Referring to FIG. 2, the mating and exploded views of the mating pillar 400 to the uppermost peak 210 of the dread 200 are simultaneously shown. At this time, the head 500 of the hanok receives the fear 200 from the lower part of the fear 200, while being connected to the pillar 400, the roof load of the hanok received from the fear 200 is stable to the pillar 400 To pass.

The structure, name, and combination form of the members that make up fear in Hanok can vary. However, for convenience, the fear 200 for explaining an embodiment of the present invention is expressed in a general shape including a stalk 210 and a stalk 220.

Similarly, the structure, name, and coupling type of the horizontal member 300 coupled to the upper part of the mat 400 may be various. However, for convenience, it is expressed as a general shape in which a member of a window or square, such as a hanok, is combined in a cross shape.

Hereinafter, FIG. 3 is an exploded view of a state in which the head 100 according to the embodiment of the present invention is installed and its installation structure. In addition, Figure 5 shows an exploded view of the main head (100). 3 to 5, the main head 100 according to an embodiment of the present invention includes a cloud head 110 and a seismic isolator fixed to the lower portion of the cloud head and a base 150 fixed to the lower portion of the isolator.

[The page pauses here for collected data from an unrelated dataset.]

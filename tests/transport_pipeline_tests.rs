// Wire-level behavior of a session, observed from the agent's side of the
// transport. The test plays the agent by hand through a channel peer.

use base64::Engine;
use std::sync::Arc;
use std::time::Duration;
use tokio::time::timeout;

use vivavoce::api::MemoryBackend;
use vivavoce::audio::{NullSink, TRANSPORT_FRAME_BYTES};
use vivavoce::realtime::{ClientEvent, ServerEvent};
use vivavoce::session::{
    EndReason, Lifecycle, SessionController, SessionSettings, Speaker,
};

mod common;

#[tokio::test]
async fn test_armed_session_sends_exactly_the_full_frames() {
    let connector = common::ManualConnector::new();
    let handoff = connector.handoff.clone();

    // One mic burst of 2500 samples: one full transport frame plus a 100
    // sample tail that must never go out on its own.
    let (capture, gate) =
        common::ScriptedCapture::new(vec![common::mic_frame(vec![7i16; 2500], 0)]).gated();

    let mut controller = SessionController::new(
        common::test_interview("tide"),
        SessionSettings::default(),
        Arc::new(connector),
        Arc::new(MemoryBackend::new()),
    );
    controller
        .prepare(Box::new(capture), Box::new(NullSink))
        .await
        .unwrap();
    controller.connect().await.unwrap();

    let mut peer = handoff.take().expect("connector hands the peer over");

    // The opening message carries the interview's agent settings verbatim.
    match peer.rx.recv().await {
        Some(ClientEvent::SessionUpdate { session }) => {
            assert_eq!(session.voice, "coral");
            assert_eq!(session.instructions, "Ask about X");
            assert_eq!(session.turn_detection.kind, "server_vad");
        }
        other => panic!("expected session.update first, got {:?}", other),
    }

    let handle = controller.handle();
    let run = tokio::spawn(controller.run());

    // No audio may arrive before the agent acknowledges the session.
    peer.tx.send(ServerEvent::SessionCreated).await.unwrap();
    for _ in 0..200 {
        if handle.lifecycle() == Lifecycle::Active {
            break;
        }
        tokio::time::sleep(Duration::from_millis(10)).await;
    }
    assert_eq!(handle.lifecycle(), Lifecycle::Active);

    // Release the mic burst now that the transport is armed.
    gate.send(true).unwrap();

    let event = timeout(Duration::from_secs(2), peer.rx.recv())
        .await
        .expect("audio should arrive promptly")
        .expect("transport still open");
    let audio = match event {
        ClientEvent::AppendAudio { audio } => audio,
        other => panic!("expected an audio append, got {:?}", other),
    };

    let bytes = base64::engine::general_purpose::STANDARD
        .decode(audio.as_bytes())
        .unwrap();
    assert_eq!(bytes.len(), TRANSPORT_FRAME_BYTES);
    assert!(bytes
        .chunks_exact(2)
        .all(|pair| i16::from_le_bytes([pair[0], pair[1]]) == 7));

    // The 100-sample tail stays buffered; no short frame follows it.
    let quiet = timeout(Duration::from_millis(300), peer.rx.recv()).await;
    assert!(quiet.is_err(), "tail below one frame must not be sent");

    handle.stop().await;
    let summary = run.await.unwrap();
    assert_eq!(summary.end_reason, Some(EndReason::UserStop));
}

#[tokio::test]
async fn test_queued_deltas_discarded_once_stopped() {
    let connector = common::ManualConnector::new();
    let handoff = connector.handoff.clone();

    let mut controller = SessionController::new(
        common::test_interview("tide"),
        SessionSettings::default(),
        Arc::new(connector),
        Arc::new(MemoryBackend::new()),
    );
    controller
        .prepare(
            Box::new(common::ScriptedCapture::new(Vec::new())),
            Box::new(NullSink),
        )
        .await
        .unwrap();
    controller.connect().await.unwrap();

    let peer = handoff.take().expect("connector hands the peer over");

    // Three transcript deltas are already queued when the stop lands.
    for text in ["never ", "shown ", "text"] {
        peer.tx
            .send(ServerEvent::AudioTranscriptDelta {
                delta: text.to_string(),
            })
            .await
            .unwrap();
    }

    let handle = controller.handle();
    handle.stop().await;
    let summary = controller.run().await;

    // The queued deltas were dropped, not dispatched: nothing but the
    // connection marker made it into the transcript.
    let entries = handle.transcript().await;
    assert_eq!(entries.len(), 1);
    assert_eq!(entries[0].speaker, Speaker::System);
    assert_eq!(entries[0].text, "<< Connecting to interview session... >>");

    assert_eq!(summary.end_reason, Some(EndReason::UserStop));
    assert_eq!(handle.lifecycle(), Lifecycle::Ended);
}

#[tokio::test]
async fn test_empty_interview_skips_upload_with_warning() {
    let backend = Arc::new(MemoryBackend::new());
    let connector = common::ManualConnector::new();
    let handoff = connector.handoff.clone();

    let mut controller = SessionController::new(
        common::test_interview("tide"),
        SessionSettings::default(),
        Arc::new(connector),
        backend.clone(),
    );
    controller
        .prepare(
            Box::new(common::ScriptedCapture::new(Vec::new())),
            Box::new(NullSink),
        )
        .await
        .unwrap();
    controller.connect().await.unwrap();

    // The agent goes away without ever acknowledging the session.
    drop(handoff.take());

    let summary = controller.run().await;

    assert_eq!(summary.end_reason, Some(EndReason::StreamClosed));
    let message = summary.end_message.expect("teardown always reports");
    assert_eq!(message.text, "Warning: No recording data captured to upload.");
    assert!(!message.is_error);
    assert_eq!(backend.upload_attempts().await, 0);
}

Includes.

The cloud head 110 is a cube-shaped member made of wood, and the four cloud heads 110 are located at four corners of a virtual square formed on a horizontal surface. A space is formed between the cloud heads 110 located at the four corners, and the stalk 210 at the lower end of the fear 200 is fitted into the space.

Undue 110 serves as a departure-preventing structural member that prevents the lower end of the fear 200 from deviating from its position. Accordingly, the number, shape, and position of the fortune 110 may be changed according to the shape and position of the lower end of the fear 200. For example, the fear of a pillar located at the corner of a hanok may increase the number of cloud heads, including a stalk protruding in the direction of 45 degrees.

The seismic isolation device is fixedly provided on the lower surface of the cloud head 110. The seismic isolation device includes an upper plate 120 and a lower plate 130. The upper plate 120 is provided with a fear connection member 121 fixed to the central portion of the upper surface, the cloud head 110 is fixed to the four corners of the upper surface.

A method of vertically fixing the cloud head connecting member 122 formed of a pin member near the four corners of the upper plate 120 upper surface, and inserting the cloud head 110 into the cloud head connecting member 122 by drilling a hole in the cloud head 110 Can be fixed. However, the method of fixing the cloud head 110 of the present invention is not limited thereto, and includes those that can be appropriately modified by those skilled in the art.

The fear connecting member 121 may be formed of a straight steel plate having a predetermined length and thickness, or a steel bar or a wedge member. The fear connecting material 121 functions to integrally connect the upper plate 120 and the fear 200 to each other. The length of the fear connecting material 121 is preferably formed to reach the middle height of the uppermost member among members constituting the fear 200 at the lower end of the fear 200. For example, in FIG. 3, the middle height of the stalk 210 located at the top of the fear 200 is reached.

In the fear 200, a groove or hole for inserting the fear connection material 121 is formed from the bottom of the fear 200. In the case of a new hanok, it is not difficult to make a groove or a hole in the terror 200 to insert a flat steel plate, but in the case of an old wooden building, the state of the wood may be difficult to perform such a task. At this time, the fear connecting material 121 is made of a steel bar or a wedge member, and the fear 200 is drilled through a hole of a circular cross section using a drill or the like, and then the fear connecting material 121 is inserted into the hole. In this way, the present invention can be applied to existing old wooden buildings.

The fear connecting material 121 secures the effect of increasing the seismic isolation performance in a hanok during an earthquake by integrating the movement of the fear plate 200 and the upper plate 120 of the seismic isolation device.

The lower plate 130 has a pillar connecting member 131 vertically fixed to the central portion of the lower surface, and the lower surface is in contact with the upper surface of the supporting portion 150.

The pillar connecting material 131 may be formed of a straight steel plate having a predetermined length and thickness, or a steel bar or wedge member. The pillar connecting member 131 functions to integrally connect the lower plate 130 and the base 150, the horizontal member 300, and the pillar 400 to each other. Therefore, the length of the pillar connecting member 131 is preferably formed to reach a quarter point of the entire height of the four pillars 400 fitted from the upper end of the supporting portion 150.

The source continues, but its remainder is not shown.